Her head coach at Little Rock offered the most concise evaluation: “She’s relentless with her serve receive and digs. She’s one of the best liberos in the country.”
What separates elite liberos from merely good ones is often invisible to casual fans — the read of the setter before the ball is set, the half-step taken before the attack is struck, the understanding of where an opponent’s swing is going before their arm is fully extended. Roman’s career statistics suggest she has that rare gift in abundance, combined with the physical tenacity to execute on it even when collisions happen and the body would rather quit.
Off the court, she remains grounded in the things that shaped her. She plans to study Health and Exercise Science at Wake Forest, a pivot from her earlier biology aspirations that keeps her closer to the world of athletic performance and human wellness. She identifies as a creative person — the singer, songwriter, and poet beneath the jersey — and has spoken of how deeply her Puerto Rican roots and family inform her sense of self wherever she competes.
Social Media
Andrea Roman can be followed on Instagram at @andrearoman, where she maintains an active presence documenting her athletic journey and personal life.
What Comes Next
The 2026-27 season at Wake Forest will be, in one sense, Andrea Roman’s last opportunity to add to her college résumé. In another sense, it is the beginning of the most visible chapter of her career so far. The ACC brings national television exposure, opponents ranked among the best in the country, and the kind of postseason stage that mid-major programs rarely reach. If Roman performs at the level she has demonstrated across three seasons at Little Rock, she will be one of the most compelling defensive players in a conference full of them.
Her broader future beyond college remains unwritten.

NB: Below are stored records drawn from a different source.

//! Drift signals: the unit of detected misalignment.

use std::fmt;
use std::str::FromStr;

use chrono::{DateTime, Utc};
use serde::{Deserialize, Serialize};
use serde_json::Value;

use super::component::HardcodedValue;
use super::identifiers::create_drift_id;
use crate::errors::ModelError;

/// The closed drift taxonomy.
#[derive(Debug, Clone, Copy, PartialEq, Eq, Hash, Serialize, Deserialize)]
#[serde(rename_all = "kebab-case")]
pub enum DriftType {
    DeprecatedPattern,
    AccessibilityConflict,
    SemanticMismatch,
    OrphanedComponent,
    OrphanedToken,
    ValueDivergence,
    NamingInconsistency,
    MissingDocumentation,
    HardcodedValue,
    FrameworkSprawl,
}

impl DriftType {
    pub fn as_str(&self) -> &'static str {
        match self {
            Self::DeprecatedPattern => "deprecated-pattern",
            Self::AccessibilityConflict => "accessibility-conflict",
            Self::SemanticMismatch => "semantic-mismatch",
            Self::OrphanedComponent => "orphaned-component",
            Self::OrphanedToken => "orphaned-token",
            Self::ValueDivergence => "value-divergence",
            Self::NamingInconsistency => "naming-inconsistency",
            Self::MissingDocumentation => "missing-documentation",
            Self::HardcodedValue => "hardcoded-value",
            Self::FrameworkSprawl => "framework-sprawl",
        }
    }

    pub fn all() -> &'static [DriftType] {
        &[
            Self::DeprecatedPattern,
            Self::AccessibilityConflict,
            Self::SemanticMismatch,
            Self::OrphanedComponent,
            Self::OrphanedToken,
            Self::ValueDivergence,
            Self::NamingInconsistency,
            Self::MissingDocumentation,
            Self::HardcodedValue,
            Self::FrameworkSprawl,
        ]
    }
}

impl fmt::Display for DriftType {
    fn fmt(&self, f: &mut fmt::Formatter<'_>) -> fmt::Result {
        f.write_str(self.as_str())
    }
}

impl FromStr for DriftType {
    type Err = ModelError;

    fn from_str(s: &str) -> Result<Self, Self::Err> {
        Self::all()
            .iter()
            .copied()
            .find(|t| t.as_str() == s)
            .ok_or_else(|| ModelError::UnknownVariant {
                kind: "drift type",
                value: s.to_string(),
            })
    }
}

/// Drift severity. Ordering puts `Critical` first so an ascending sort
/// lists the most severe signals at the top.
#[derive(Debug, Clone, Copy, PartialEq, Eq, PartialOrd, Ord, Hash, Serialize, Deserialize)]
#[serde(rename_all = "lowercase")]
pub enum Severity {
    Critical,
    Warning,
    Info,
}

impl Severity {
    pub fn as_str(&self) -> &'static str {
        match self {
            Self::Critical => "critical",
            Self::Warning => "warning",
            Self::Info => "info",
        }
    }

    /// True when this severity is at least as severe as `other`.
    pub fn is_at_least(&self, other: Severity) -> bool {
        *self <= other
    }
}

impl fmt::Display for Severity {
    fn fmt(&self, f: &mut fmt::Formatter<'_>) -> fmt::Result {
        f.write_str(self.as_str())
    }
}

impl FromStr for Severity {
    type Err = ModelError;

    fn from_str(s: &str) -> Result<Self, Self::Err> {
        match s.trim().to_ascii_lowercase().as_str() {
            "critical" => Ok(Self::Critical),
            "warning" => Ok(Self::Warning),
            "info" => Ok(Self::Info),
            _ => Err(ModelError::UnknownVariant {
                kind: "severity",
                value: s.to_string(),
            }),
        }
    }
}

/// Highest severity in a list; `Info` when the list is empty.
pub fn get_highest_severity<I>(severities: I) -> Severity
where
    I: IntoIterator<Item = Severity>,
{
    severities.into_iter().min().unwrap_or(Severity::Info)
}

/// Stable sort, critical first.
pub fn sort_drifts_by_severity(drifts: &mut [DriftSignal]) {
    drifts.sort_by_key(|d| d.severity);
}

#[derive(Debug, Clone, Copy, PartialEq, Eq, Hash, Serialize, Deserialize)]
#[serde(rename_all = "lowercase")]
pub enum EntityType {
    Component,
    Token,
}

/// One side of a drift signal.
#[derive(Debug, Clone, PartialEq, Eq, Serialize, Deserialize)]
#[serde(rename_all = "camelCase")]
pub struct DriftSource {
    pub entity_type: EntityType,
    pub entity_id: String,
    pub entity_name: String,
    pub location: String,
}

impl DriftSource {
    pub fn component(component: &super::Component) -> Self {
        Self {
            entity_type: EntityType::Component,
            entity_id: component.id.clone(),
            entity_name: component.name.clone(),
            location: component.source.location(),
        }
    }

    pub fn token(token: &super::DesignToken) -> Self {
        Self {
            entity_type: EntityType::Token,
            entity_id: token.id.clone(),
            entity_name: token.name.clone(),
            location: token.source.location(),
        }
    }
}

/// A token that could replace a hardcoded value.
#[derive(Debug, Clone, PartialEq, Serialize, Deserialize)]
#[serde(rename_all = "camelCase")]
pub struct TokenSuggestion {
    pub hardcoded_value: String,
    pub token_id: String,
    pub token_name: String,
    pub token_value: String,
    pub confidence: f64,
}

/// Blame information supplied by the (external) git collector.
#[derive(Debug, Clone, Default, PartialEq, Eq, Serialize, Deserialize)]
#[serde(rename_all = "camelCase", default)]
pub struct GitContext {
    #[serde(skip_serializing_if = "Option::is_none")]
    pub author: Option<String>,
    #[serde(skip_serializing_if = "Option::is_none")]
    pub commit: Option<String>,
    #[serde(skip_serializing_if = "Option::is_none")]
    pub message: Option<String>,
    #[serde(skip_serializing_if = "Option::is_none")]
    pub date: Option<DateTime<Utc>>,
}

#[derive(Debug, Clone, Default, PartialEq, Serialize, Deserialize)]
#[serde(rename_all = "camelCase", default)]
pub struct DriftDetails {
    #[serde(skip_serializing_if = "Option::is_none")]
    pub expected: Option<Value>,
    #[serde(skip_serializing_if = "Option::is_none")]
    pub actual: Option<Value>,
    #[serde(skip_serializing_if = "Option::is_none")]
    pub diff: Option<String>,
    #[serde(skip_serializing_if = "Option::is_none")]
    pub affected_files: Option<Vec<String>>,
    #[serde(skip_serializing_if = "Option::is_none")]
    pub suggestions: Option<Vec<String>>,
    #[serde(skip_serializing_if = "Option::is_none")]
    pub token_suggestions: Option<Vec<TokenSuggestion>>,
    #[serde(skip_serializing_if = "Option::is_none")]
    pub git_context: Option<GitContext>,
    #[serde(skip_serializing_if = "Option::is_none")]
    pub occurrences: Option<Vec<HardcodedValue>>,
    #[serde(skip_serializing_if = "Option::is_none")]
    pub match_confidence: Option<f64>,
}

impl DriftDetails {
    /// `actual` as a string, if and only if it is a JSON string.
    pub fn actual_str(&self) -> Option<&str> {
        self.actual.as_ref().and_then(Value::as_str)
    }
}

/// A detected misalignment between expected and actual design state.
#[derive(Debug, Clone, PartialEq, Serialize, Deserialize)]
#[serde(rename_all = "camelCase")]
pub struct DriftSignal {
    /// Deterministic id, see [`create_drift_id`].
    pub id: String,
    #[serde(rename = "type")]
    pub drift_type: DriftType,
    pub severity: Severity,
    pub source: DriftSource,
    #[serde(default, skip_serializing_if = "Option::is_none")]
    pub target: Option<DriftSource>,
    pub message: String,
    #[serde(default)]
    pub details: DriftDetails,
    pub detected_at: DateTime<Utc>,
}

impl DriftSignal {
    pub fn new(
        drift_type: DriftType,
        severity: Severity,
        source: DriftSource,
        message: impl Into<String>,
    ) -> Self {
        Self {
            id: create_drift_id(drift_type, &source.entity_id, None),
            drift_type,
            severity,
            source,
            target: None,
            message: message.into(),
            details: DriftDetails::default(),
            detected_at: Utc::now(),
        }
    }

    /// Attach the other side of a two-sided mismatch; the id then covers both entities.
    pub fn with_target(mut self, target: DriftSource) -> Self {
        self.id = create_drift_id(self.drift_type, &self.source.entity_id, Some(&target.entity_id));
        self.target = Some(target);
        self
    }

    /// Distinguish several signals of one type on the same entity.
    pub fn qualified(mut self, qualifier: &str) -> Self {
        self.id = create_drift_id(self.drift_type, &self.source.entity_id, Some(qualifier));
        self
    }

    pub fn with_details(mut self, details: DriftDetails) -> Self {
        self.details = details;
        self
    }

    pub fn with_detected_at(mut self, at: DateTime<Utc>) -> Self {
        self.detected_at = at;
        self
    }
}

/// Per-severity counts.
#[derive(Debug, Clone, Copy, Default, PartialEq, Eq, Serialize, Deserialize)]
pub struct DriftSummary {
    pub total: usize,
    pub critical: usize,
    pub warning: usize,
    pub info: usize,
}

impl DriftSummary {
    pub fn from_drifts(drifts: &[DriftSignal]) -> Self {
        let mut summary = Self {
            total: drifts.len(),
            ..Self::default()
        };
        for drift in drifts {
            match drift.severity {
                Severity::Critical => summary.critical += 1,
                Severity::Warning => summary.warning += 1,
                Severity::Info => summary.info += 1,
            }
        }
        summary
    }
}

Puerto Rico maintains a women’s national volleyball program with a proud international history, competing regularly in NORCECA competitions and the broader FIVB calendar. Players of Roman’s caliber and national-team background represent exactly the kind of talent the program has historically called upon. Whether professional opportunities follow — domestically or abroad, where liberos with strong Division I credentials are routinely sought — depends on the road ahead.
For now, the story is a young woman from Humacao who bet on herself, crossed an ocean to compete, and proved that the island she comes from produces players of the highest quality. Three seasons in, the argument is already convincing. The final chapter at Wake Forest could make it definitive.
Andrea Roman is a libero/defensive specialist currently playing for Wake Forest University. She previously competed for three seasons at the University of Arkansas at Little Rock (2023–2025). She is a native of Humacao, Puerto Rico, and a graduate of Saint Francis School.